The representation of menopause and its trials and tribulations is scarce in American cinema. Occasionally a film will feature a character undergoing the so-called “change of life”: Think of a desperate Samantha in Sex and the City 2, denied her hormonal treatments at the UAE border, turning to moisturizing her skin with yams, or Kathy Bates’s Evelyn, who, in Fried Green Tomatoes, channels her midlife-crisis fury into a warrior-woman alter ego named Towanda. From the frank, bold title of her new film,The Hot Flashes, it’s unquestionable what Susan Seidelman thinks about this lacking representation in our popular culture.
The Hot Flashes, concerning a middle-aged housewife, Beth (Brooke Shields), who starts a basketball team for women her age to raise money for a mobile mammography unit, is refreshing in its depiction of women’s issues and use of raunchy humor. Each team member undergoes a different crisis vaguely tied to the emotional hurdles of menopause and the women’s shared insecurity of feeling unwanted by society due to their age. The earnestness with which The Hot Flashes depicts their problems, however, cannot save a film that turns on predictable plot points and features one-dimensional characters.

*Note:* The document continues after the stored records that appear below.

// src/dedup.rs
//! Duplicate detection for one scan run: byte-identical files by content
//! digest, and visually identical images by perceptual hash.

use anyhow::Context;
use image_hasher::{HashAlg, Hasher, HasherConfig};
use sha2::{Digest, Sha256};
use std::collections::HashMap;
use std::fs::File;
use std::io::Read;
use std::path::{Path, PathBuf};
use tracing::debug;

const CHUNK: usize = 64 * 1024;

pub trait DuplicateOracle {
    /// `Some(original)` when `file` duplicates one seen earlier in this run,
    /// otherwise remember it and return `None`.
    fn check(&mut self, file: &Path) -> anyhow::Result<Option<PathBuf>>;

    fn is_duplicate(&mut self, file: &Path) -> anyhow::Result<bool> {
        Ok(self.check(file)?.is_some())
    }
}

/// SHA-256 of the file contents, lowercase hex.
pub fn file_digest(path: &Path) -> anyhow::Result<String> {
    let mut f = File::open(path).with_context(|| format!("opening {}", path.display()))?;
    let mut hasher = Sha256::new();
    let mut buf = vec![0u8; CHUNK];
    loop {
        let n = f
            .read(&mut buf)
            .with_context(|| format!("reading {}", path.display()))?;
        if n == 0 {
            break;
        }
        hasher.update(&buf[..n]);
    }
    let digest = hasher.finalize();
    let mut out = String::with_capacity(64);
    for b in digest.iter() {
        use std::fmt::Write as _;
        let _ = write!(&mut out, "{:02x}", b);
    }
    Ok(out)
}

/// Remembers the first file per content digest.
#[derive(Debug, Default)]
pub struct ExactDuplicates {
    seen: HashMap<String, PathBuf>,
}

impl ExactDuplicates {
    pub fn new() -> Self {
        Self::default()
    }

    pub fn len(&self) -> usize {
        self.seen.len()
    }

    pub fn is_empty(&self) -> bool {
        self.seen.is_empty()
    }
}

impl DuplicateOracle for ExactDuplicates {
    fn check(&mut self, file: &Path) -> anyhow::Result<Option<PathBuf>> {
        let digest = file_digest(file)?;
        if let Some(original) = self.seen.get(&digest) {
            return Ok(Some(original.clone()));
        }
        self.seen.insert(digest, file.to_path_buf());
        Ok(None)
    }
}

/// DCT mean hash over an 8x8 grid, the classic pHash. Two images are
/// duplicates when their hashes are equal.
pub struct PerceptualDuplicates {
    hasher: Hasher,
    seen: HashMap<String, PathBuf>,
}

impl Default for PerceptualDuplicates {
    fn default() -> Self {
        Self::new()
    }
}

impl PerceptualDuplicates {
    pub fn new() -> Self {
        let hasher = HasherConfig::new()
            .hash_size(8, 8)
            .hash_alg(HashAlg::Mean)
            .preproc_dct()
            .to_hasher();
        Self {
            hasher,
            seen: HashMap::new(),
        }
    }

    /// Base64 of the perceptual hash, or `None` when the file does not decode.
    pub fn image_hash(&self, path: &Path) -> Option<String> {
        match image::open(path) {
            Ok(img) => Some(self.hasher.hash_image(&img).to_base64()),
            Err(e) => {
                debug!(file = %path.display(), error = %e, "no perceptual hash");
                None
            }
        }
    }

    pub fn len(&self) -> usize {
        self.seen.len()
    }

    pub fn is_empty(&self) -> bool {
        self.seen.is_empty()
    }
}

impl DuplicateOracle for PerceptualDuplicates {
    /// Undecodable images (HEIC, truncated files) are never duplicates.
    fn check(&mut self, file: &Path) -> anyhow::Result<Option<PathBuf>> {
        let Some(hash) = self.image_hash(file) else {
            return Ok(None);
        };
        if let Some(original) = self.seen.get(&hash) {
            return Ok(Some(original.clone()));
        }
        self.seen.insert(hash, file.to_path_buf());
        Ok(None)
    }
}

Seidelman has a history of directing films about underdogs overcoming major obstacles, but too often her quest narratives are so formulaic that they seem to possess near-mathematical precision. In one scene, Beth cannot accomplish one small thing to bring her closer to victory; in the next, the problem has been magically solved. A typical getting-the-team-together sequence begins her mission as she approaches one skeptical woman after another, each of whom gives her a firm “no.” Yet they all show up for practice anyway, as if turning Beth down was their way to save face. The exception is Florine (Wanda Sykes), the town’s prim and proper mayor, who only needs a touch more guilting before she reluctantly joins.
Once the women are united, it’s the rest of the town they must convince that their cause is a worthy one, and that they’re capable of playing against the high school’s agile basketball champs. Everyone from Beth’s daughter to her distant husband, Lawrence (Eric Roberts), is a naysayer. It’s a bit of a stretch that nobody, not even Beth’s family, is willing to give an ounce of support for what’s obviously an important campaign, but in Seidelman’s fictional universes everyone is always out to get the little guy. The uncaring, unfriendly universe is a well-known trope typically reserved for solipsistic teenage protagonists or adult men, and it’s heartening to see disenfranchised older female characters empowering themselves through friendship in spite of everyone and everything. But in The Hot Flashes the ignorance and disdain woven into the peripheral characters is rampant and one-note, a barrage of negativity that quickly becomes unconvincing.
Seidelman’s attempts to provide positive, alternative representations of marginalized people and problems is overly ambitious. Beth’s decision to hire Paul (Mark Povinelli), an unlicensed veterinarian, to be their team’s coach—a man who has no experience for the job and who is a little person—is a bizarre joke that borders on offensive instead of transgressive. The intentions behind such casting decisions are noble, but given the numerous other issues the film is trying to tackle (namely, the multitude of experiences of menopause), Povinelli’s casting feels like an afterthought, and unnecessary.
The Hot Flashes should be appealing enough in its humor and approach to a meaningful, under-appreciated issue that it could become a mainstream hit for an older female audience. Given the vacuum of films about women, let alone ones about hidden issues like menopause, this is hardly surprising, but profoundly depressing.